Henry Ford pitched his Model
T cars as an inexpensive way for low-income city dwellers and rural folks to
become automobile owners, while his Fordson tractors were meant to substitute
mechanical power for horseflesh on American farms. Ford believed that using
horses for transportation was inefficient and wasteful. He once remarked that
he had always disliked horses and mules that ate their fool heads off while
Of course, Ford wasn’t just
a philanthropist with the greater good of the people in mind; he was a
hardheaded businessman as well. When the early demand for a motorized
alternative to haulage led people to convert his cars into makeshift trucks, he
began building trucks of his own. He also recognized the additional uses of the
Fordson tractor in such non-agricultural fields as golf course maintenance,
road construction and street maintenance.
Although Ford offered a
“delivery car” that resembled a small sedan delivery truck as early as 1905, and
many manufacturers and individuals built commercial bodies on the bare Ford
chassis, Ford prohibited his dealers from modifying the cars into trucks.
The official history of Ford trucks began in 1917, when Henry Ford
relented and offered a 1-ton truck chassis, although with the exception of the delivery
car, truck buyers were responsible for their own cabs and bodies. Ford did not
begin to make commercial truck bodies until 1924. His first effort was an open
express truck; later Ford produced a platform-stake model. The 1-ton truck was
known as the Model TT, although the reason for that designation remains
obscure. The TT had a 24-inch longer wheelbase, stronger rear springs, solid
rubber rear tires and a heavier worm-drive rear axle, although forward of that
it was identical to Ford’s passenger car chassis. In 1925, an optional pickup
bed was made available for the Model T Runabout, replacing the rear closed
“trunk” with an open box.
Completely Fordized
For several years Ford
published a little magazine titled Power and Haulage that touted the use
of Fords and Fordsons by public utilities, contractors, road and street
departments, and even golf courses and horse racing tracks.

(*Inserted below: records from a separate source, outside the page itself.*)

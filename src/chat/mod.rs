// src/chat/mod.rs - Session supervision: adapters, presenter, and status

use anyhow::{Context, Result};
use futures_util::future::join_all;
use log::{error, info, warn};
use std::collections::HashMap;
use std::sync::Arc;
use tokio::sync::{broadcast, mpsc, Mutex};
use tokio::task::JoinHandle;

use crate::config::ChatConfig;
use crate::emotes::EmoteResolver;
use crate::platforms::kick::{KickConfig, KickConnection};
use crate::platforms::twitch::{TwitchConfig, TwitchConnection};
use crate::platforms::youtube::{YouTubeConfig, YouTubeConnection};
use crate::platforms::{AdapterLink, PlatformAdapter};
use crate::types::{ChatEvent, ConnectionState, Platform, StatusChange};

pub mod presenter;
pub mod sink;
pub mod status;

use presenter::{PresentOptions, PresentationQueue, Presenter, SharedSink};
use sink::RenderSink;
use status::StatusBoard;

/// Capacity of the adapter → presenter channel
pub const EVENT_CHANNEL_CAPACITY: usize = 1024;

/// Everything that exists only while a chat session is live
struct Session {
    adapters: Vec<Box<dyn PlatformAdapter>>,
    events: mpsc::Sender<ChatEvent>,
    presenter: JoinHandle<()>,
}

/// Owns the current session and the state that outlives it
pub struct ChatSupervisor {
    config: ChatConfig,
    status: StatusBoard,
    sink: SharedSink,
    session: Option<Session>,
}

impl ChatSupervisor {
    pub fn new(config: ChatConfig, sink: Box<dyn RenderSink>) -> Self {
        Self {
            config,
            status: StatusBoard::new(),
            sink: Arc::new(Mutex::new(sink)),
            session: None,
        }
    }

    pub fn config(&self) -> &ChatConfig {
        &self.config
    }

    pub fn status(&self) -> &StatusBoard {
        &self.status
    }

    pub fn subscribe(&self) -> broadcast::Receiver<StatusChange> {
        self.status.subscribe()
    }

    pub async fn connection_state(&self, platform: Platform) -> ConnectionState {
        self.status.get(platform).await
    }

    pub async fn connection_states(&self) -> HashMap<Platform, ConnectionState> {
        self.status.snapshot().await
    }

    pub fn is_active(&self) -> bool {
        self.session.is_some()
    }

    /// One adapter per configured platform, nothing for the rest
    fn build_adapters(config: &ChatConfig) -> Vec<Box<dyn PlatformAdapter>> {
        let mut adapters: Vec<Box<dyn PlatformAdapter>> = Vec::new();

        if let Some(twitch) = TwitchConfig::from_chat_config(config) {
            adapters.push(Box::new(TwitchConnection::new(twitch)));
        }
        if let Some(kick) = KickConfig::from_chat_config(config) {
            adapters.push(Box::new(KickConnection::new(kick)));
        }
        if let Some(youtube) = YouTubeConfig::from_chat_config(config) {
            adapters.push(Box::new(YouTubeConnection::new(youtube)));
        }

        adapters
    }

    /// Start a fresh session from the current configuration. Any running
    /// session is torn down first. Adapter failures are logged, not returned.
    pub async fn initialize(&mut self) -> Result<()> {
        self.teardown_all().await;
        self.config.validate().context("invalid chat configuration")?;

        if !self.config.has_any_platform() {
            warn!("No platforms configured; nothing to connect to");
        }

        let mut resolver = EmoteResolver::from_config(&self.config);
        resolver.load().await;

        let (events, receiver) = mpsc::channel(EVENT_CHANNEL_CAPACITY);
        let presenter = Presenter::new(
            PresentationQueue::new(PresentOptions::from(&self.config)),
            resolver,
            Arc::clone(&self.sink),
            self.config.frame_interval(),
        );
        let presenter = tokio::spawn(presenter.run(receiver));

        let mut adapters = Self::build_adapters(&self.config);
        let status = &self.status;
        let results = join_all(adapters.iter_mut().map(|adapter| {
            let link = AdapterLink::new(adapter.platform(), events.clone(), status.clone());
            async move {
                let platform = adapter.platform();
                (platform, adapter.connect(link).await)
            }
        }))
        .await;

        let mut started = 0;
        for (platform, result) in results {
            match result {
                Ok(()) => started += 1,
                Err(e) => error!("Failed to connect to {}: {}", platform, e),
            }
        }
        info!("Chat session started: {}/{} platforms connected", started, adapters.len());

        self.session = Some(Session {
            adapters,
            events,
            presenter,
        });
        Ok(())
    }

    /// Stop every adapter and the presenter. Safe to call repeatedly; only
    /// platforms whose state actually changes produce status events.
    pub async fn teardown_all(&mut self) {
        if let Some(session) = self.session.take() {
            info!("Tearing down chat session...");
            let Session {
                mut adapters,
                events,
                presenter,
            } = session;

            join_all(adapters.iter_mut().map(|adapter| adapter.disconnect())).await;
            drop(adapters);
            drop(events);

            presenter.abort();
            let _ = presenter.await;
            info!("Chat session torn down");
        }

        for platform in Platform::ALL {
            self.status.set(platform, ConnectionState::Disconnected).await;
        }
    }

    /// Replace the configuration and start over with an empty display
    pub async fn reconfigure(&mut self, config: ChatConfig) -> Result<()> {
        info!("Reconfiguring chat session");
        self.teardown_all().await;
        self.sink.lock().await.clear();
        self.config = config;
        self.initialize().await
    }
}

#[cfg(test)]
mod tests {
    use super::*;
    use crate::chat::sink::RecordingSink;
    use crate::config::Endpoints;
    use mockito::Matcher;
    use std::time::Duration;

    fn endpoints(server: &mockito::Server) -> Endpoints {
        Endpoints {
            twitch_irc: "ws://127.0.0.1:9".to_string(),
            kick_api: server.url(),
            kick_socket: "ws://127.0.0.1:9".to_string(),
            youtube_api: server.url(),
            seventv_api: server.url(),
            bttv_api: server.url(),
            ffz_api: server.url(),
        }
    }

    async fn drain(rx: &mut broadcast::Receiver<StatusChange>) -> Vec<StatusChange> {
        // Let in-flight state changes land
        tokio::time::sleep(Duration::from_millis(50)).await;
        let mut seen = Vec::new();
        while let Ok(change) = rx.try_recv() {
            seen.push(change);
        }
        seen
    }

    #[tokio::test]
    async fn test_double_teardown_emits_no_duplicate_events() {
        let mut server = mockito::Server::new_async().await;
        let _videos = server
            .mock("GET", "/videos")
            .match_query(Matcher::Any)
            .with_status(200)
            .with_body(r#"{"items":[{"liveStreamingDetails":{"activeLiveChatId":"chat-1"}}]}"#)
            .create_async()
            .await;
        let _messages = server
            .mock("GET", "/liveChat/messages")
            .match_query(Matcher::Any)
            .with_status(200)
            .with_body(r#"{"items":[]}"#)
            .create_async()
            .await;

        let config = ChatConfig {
            youtube: Some("vid123".to_string()),
            youtube_key: Some("KEY".to_string()),
            endpoints: endpoints(&server),
            ..ChatConfig::default()
        };
        let recorder = RecordingSink::default();
        let mut supervisor = ChatSupervisor::new(config, Box::new(recorder.clone()));
        let mut rx = supervisor.subscribe();

        supervisor.initialize().await.unwrap();
        assert!(supervisor.is_active());
        assert_eq!(
            supervisor.connection_state(Platform::YouTube).await,
            ConnectionState::Connected
        );

        let started: Vec<ConnectionState> = drain(&mut rx).await.into_iter().map(|c| c.state).collect();
        assert_eq!(started, vec![ConnectionState::Connecting, ConnectionState::Connected]);

        let displayed = recorder.log.lock().unwrap().displayed.clone();
        assert!(displayed
            .iter()
            .any(|m| m.is_system && m.plain_text() == "Connected to YouTube live chat"));

        supervisor.teardown_all().await;
        let first = drain(&mut rx).await;
        assert_eq!(first.len(), 1);
        assert_eq!(first[0].platform, Platform::YouTube);
        assert_eq!(first[0].state, ConnectionState::Disconnected);

        supervisor.teardown_all().await;
        assert!(drain(&mut rx).await.is_empty());
        assert!(!supervisor.is_active());
    }

    #[tokio::test]
    async fn test_unconfigured_platforms_never_start() {
        let mut server = mockito::Server::new_async().await;
        let _kick = server
            .mock("GET", "/channels/nobody")
            .with_status(404)
            .create_async()
            .await;

        let config = ChatConfig {
            kick: Some("nobody".to_string()),
            endpoints: endpoints(&server),
            ..ChatConfig::default()
        };
        let mut supervisor = ChatSupervisor::new(config, Box::new(RecordingSink::default()));
        let mut rx = supervisor.subscribe();

        // A failing adapter does not fail the session
        supervisor.initialize().await.unwrap();

        let changes = drain(&mut rx).await;
        assert!(!changes.is_empty());
        assert!(changes.iter().all(|c| c.platform == Platform::Kick));

        for (platform, state) in supervisor.connection_states().await {
            assert_eq!(state, ConnectionState::Disconnected, "{} should be idle", platform);
        }
        supervisor.teardown_all().await;
    }

    #[tokio::test]
    async fn test_silent_lookup_cannot_stall_initialize() {
        let server = mockito::Server::new_async().await;
        // Kick API that accepts the connection and never answers
        let kick_api = tokio::net::TcpListener::bind("127.0.0.1:0").await.unwrap();
        let kick_base = format!("http://{}", kick_api.local_addr().unwrap());
        let _held = tokio::spawn(async move {
            let mut open = Vec::new();
            while let Ok((stream, _)) = kick_api.accept().await {
                open.push(stream);
            }
        });

        let config = ChatConfig {
            kick: Some("xqc".to_string()),
            request_timeout_secs: 1,
            endpoints: Endpoints {
                kick_api: kick_base,
                ..endpoints(&server)
            },
            ..ChatConfig::default()
        };
        let mut supervisor = ChatSupervisor::new(config, Box::new(RecordingSink::default()));

        tokio::time::timeout(Duration::from_secs(5), supervisor.initialize())
            .await
            .expect("initialize should return once the lookup times out")
            .unwrap();
        assert_eq!(
            supervisor.connection_state(Platform::Kick).await,
            ConnectionState::Disconnected
        );
        supervisor.teardown_all().await;
    }

    #[tokio::test]
    async fn test_reconfigure_clears_sink_and_applies_new_config() {
        let server = mockito::Server::new_async().await;
        let recorder = RecordingSink::default();
        let mut supervisor = ChatSupervisor::new(
            ChatConfig {
                endpoints: endpoints(&server),
                ..ChatConfig::default()
            },
            Box::new(recorder.clone()),
        );
        supervisor.initialize().await.unwrap();

        let updated = ChatConfig {
            max_messages: 10,
            endpoints: endpoints(&server),
            ..ChatConfig::default()
        };
        supervisor.reconfigure(updated).await.unwrap();

        assert_eq!(supervisor.config().max_messages, 10);
        assert!(supervisor.is_active());
        assert_eq!(recorder.log.lock().unwrap().clears, 1);

        supervisor.teardown_all().await;
    }

    #[tokio::test]
    async fn test_invalid_config_is_rejected() {
        let mut supervisor = ChatSupervisor::new(
            ChatConfig {
                frame_interval_ms: 0,
                ..ChatConfig::default()
            },
            Box::new(RecordingSink::default()),
        );

        assert!(supervisor.initialize().await.is_err());
        assert!(!supervisor.is_active());
    }
}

A story in the 1926 edition
tells us that Kansas City, Kan., “is Completely Fordized,” with 49 Ford
trucks and roadsters and two Fordson tractors in service. A photo shows a 1-ton
express truck and a roadster pickup in use by the Kansas City Light, Water
& Street Department, while another shows an industrial Fordson with a snug
wood and glass cab and hard rubber tires delivering a wagonload of pipe to a
construction project.
The city of Long
Beach, California
used industrial Fordsons to pull double wagonloads of trash to the dump on
Signal Hill, while 1-ton trucks with special bodies were used to pick up
neighborhood trash.
Thousands of Model TT 1-ton
trucks, equipped with aftermarket dump beds made by Galion and other companies,
worked on construction jobs all over America. A Washington contractor working on the Pacific Highway
used 16 Model TT trucks with dump beds to carry 20,000 yards of sand and
gravel, 1-1/2 yards per load, to the concrete mixing plant. The contractor
said: “(By) changing to Ford equipment our hauling costs were practically cut
in half.”
In 1926, the Tennessee State
Road Department was using 445 Ford trucks, 127 Ford cars and 275 Fordson
tractors. The equipment superintendent said they were drawn to Ford by the low
original and subsequent maintenance costs, as well as the satisfactory way the
equipment performed.
Fordson tractors with smooth
extension rims replacing steel lugs on the front and rear wheels pulled
multiple-gang reel mowers on countless golf courses and country clubs. The
100-foot wide horse racing track at Belmont,
N.Y., was kept graded and
smoothed between races by five air tire-equipped Fordson tractors, each pulling
a 20-foot wide grader. Fordson tractors were used for the same task at Kentucky’s Churchill
Downs.
Several manufacturers used
the Fordson tractor as the power unit for machines that were used extensively
in construction and commercial enterprises. Belle City’s
Track Pull and Full Crawler Co.’s Trackson made conversions to turn a Fordson
into a full-tracked machine, while Hadfield-Penfield made tracked attachments
to replace the rear wheels only. George Haiss Mfg. sold a full-tracked chassis
named the Traxion. A Fordson (with the wheels removed) was mounted on top and
drove the tracks with roller chains from the rear hubs.
Brookville Locomotive Co.
used a Fordson power unit on some of their small gasoline locomotives for
quarries, mines, factories and road-building projects.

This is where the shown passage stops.